Aphrodite (Venus) of Melos, Hermes of Praxiteles, Zeus of Artemision all stand, waiting to be groped by visitors.

“Please do not touch” recall continuously to visitors, young and old, guides and signs in museums, in an effort to protect the exhibits, at the price, however of making the museum seem distant or boring, especially for children. There is however a museum, where touching is not only allowed but…imposed! “Grope the Stele”, “Turn the head of the Kouros to see his carefully combed hair”, “Touch the statue and the folds of its clothes”, encourages the guide and the children happily oblige.

In the Tactual Museum the rules are not strict. There are no show cases and the exhibits stand there waiting to be “stroked”. In exchange they take the visitor on a journey to the past.

Aphrodite of Melos, Hermes of Praxiteles, the Charioteer of Delphoi, Zeus of Artemision, the Kouros of Volomandra, the Child of Kritias, “sculpted” in plaster, exact copies of the marble or bronze originals or just some of the statues housed in the Tactual Museum.

A rich collection of life sized statues, reliefs, busts, maquettes of ancient theatres and sanctuaries, vases, funerary steles, sculptures and everyday objects of all periods of ancient Greek art are displayed…at the tips of visitors fingers.

Apart from an important ancient Greek collection the museum has halls dedicated to the Byzantine era and also the Olympic Ideal.

There only exist 4-5 such museums in the world. The tactual Museum was founded 26 years ago by the Lighthouse for the Blind of Greece and it is aimed at an audience of the blind or people with serious vision problems, to help them understand by touch the importance and richness of our Cultural Heritage.
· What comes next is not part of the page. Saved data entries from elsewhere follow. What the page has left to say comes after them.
use serde::{Deserialize, Serialize};
use std::path::PathBuf;
use std::time::Duration;

/// One output line: a top-level comment or a first-degree reply.
#[derive(Debug, Clone, PartialEq, Eq, Serialize, Deserialize)]
pub struct CommentRecord {
    pub id: String,
    pub parent_id: Option<String>,
    pub author: Option<String>,
    pub text: Option<String>,
    pub published_at: Option<String>,
    pub like_count: u64,
}

impl CommentRecord {
    pub fn from_comment(comment: ApiComment, parent_id: Option<String>) -> Self {
        let snippet = comment.snippet;
        Self {
            id: comment.id,
            parent_id,
            author: snippet.author_display_name,
            text: snippet.text_original,
            published_at: snippet.published_at,
            like_count: snippet.like_count,
        }
    }
}

// Upstream response shapes, restricted to what the `fields` masks request.

#[derive(Debug, Deserialize)]
#[serde(rename_all = "camelCase")]
pub struct ThreadPage {
    #[serde(default)]
    pub items: Vec<Thread>,
    pub next_page_token: Option<String>,
    pub page_info: Option<PageInfo>,
}

#[derive(Debug, Deserialize)]
#[serde(rename_all = "camelCase")]
pub struct ReplyPage {
    #[serde(default)]
    pub items: Vec<ApiComment>,
    pub next_page_token: Option<String>,
}

#[derive(Debug, Deserialize)]
#[serde(rename_all = "camelCase")]
pub struct PageInfo {
    pub total_results: Option<u64>,
}

#[derive(Debug, Clone, Deserialize)]
pub struct Thread {
    #[serde(default)]
    pub id: String,
    pub snippet: ThreadSnippet,
}

#[derive(Debug, Clone, Deserialize)]
#[serde(rename_all = "camelCase")]
pub struct ThreadSnippet {
    pub top_level_comment: ApiComment,
    #[serde(default)]
    pub total_reply_count: u64,
}

#[derive(Debug, Clone, Deserialize)]
pub struct ApiComment {
    #[serde(default)]
    pub id: String,
    pub snippet: CommentSnippet,
}

#[derive(Debug, Clone, Default, Deserialize)]
#[serde(rename_all = "camelCase")]
pub struct CommentSnippet {
    pub author_display_name: Option<String>,
    pub text_original: Option<String>,
    pub published_at: Option<String>,
    #[serde(default)]
    pub like_count: u64,
}

#[derive(Debug, Clone)]
pub struct VideoJob {
    pub video_input: String,
    pub temp_dir: PathBuf,
    pub show_progress: bool,
}

#[derive(Debug, Clone)]
pub struct VideoDownload {
    pub video_input: String,
    pub video_id: String,
    pub temp_path: PathBuf,
    pub record_count: u64,
    pub duration: Duration,
}

#[derive(Debug)]
pub struct DownloadSummary {
    pub total_records: u64,
    pub total_duration: Duration,
    pub videos: Vec<VideoDownload>,
}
The museum is also for children, it is an effort to make them sensible to and to help them understand the problems of blind people and more generally of people with special needs. Every day the museums welcomes pupils from elementary schools who, using a special mask, enter into the world of blind people.

The Tactual Museum is housed in an old two-story neoclassical building, the base of the Lighthouse for the Blind of Greece, a donation Of Empeirikos, which in 1999 was seriously damaged in the destructive earthquake that shook Athens, resulting in its temporary closure. Its restoration was completed in 2004.

In 1988 the Tactual Museum outshone 70 European museums earning the “Prize for European Museum of the Year”, while in 2004 it received the “Prize for Accesibility Programmes” from the Greek Federation of Associations of Friends of Museums, chosen from 12 musuems.

The originals of the exhibits come from various museums, including the National Atcaheological Museums of Athens, the New Acropolis Museum, Delphoi, Olympia, Herakleion.

Photo: Ethnos, Dimitris Psarros

The Children are Exited

“The response from schools is great. We are not interested in teaching the children archaeology. They can go to other museums for that, and see the originals. Our purpose if their social sensitisation. They put the mask on and understand how a blind person uses touch to see. What is more we teach them how to correctly accompany a blind person, if they are asked for help” explains to Ethnos the Museum Guide Argyro Karavinou.

The pupils of the 5th Greade of the 1st Elementary Schools of Kalyvia left with the best impressions. “It was lovely”, cried out spontaneously one of the children, when asked by the guide if the liked it. “I was impressed by having our eyes closed and understood how differently blind people understand things”, little Maria told us. “It is a different Museum, because they let us touch the antiquities and they are not shut up in showcases”, stressed little Vassiliki.

Roula Giakopoulou

Translation/adaptation: ArchaeologyMatters

Source: Ethnos, 27.03.2010

Tactual Museum:

Athinas & Doiranis 198


Tel.: 0030-210-9415222.

Web: Tactual Museum (Greek only...)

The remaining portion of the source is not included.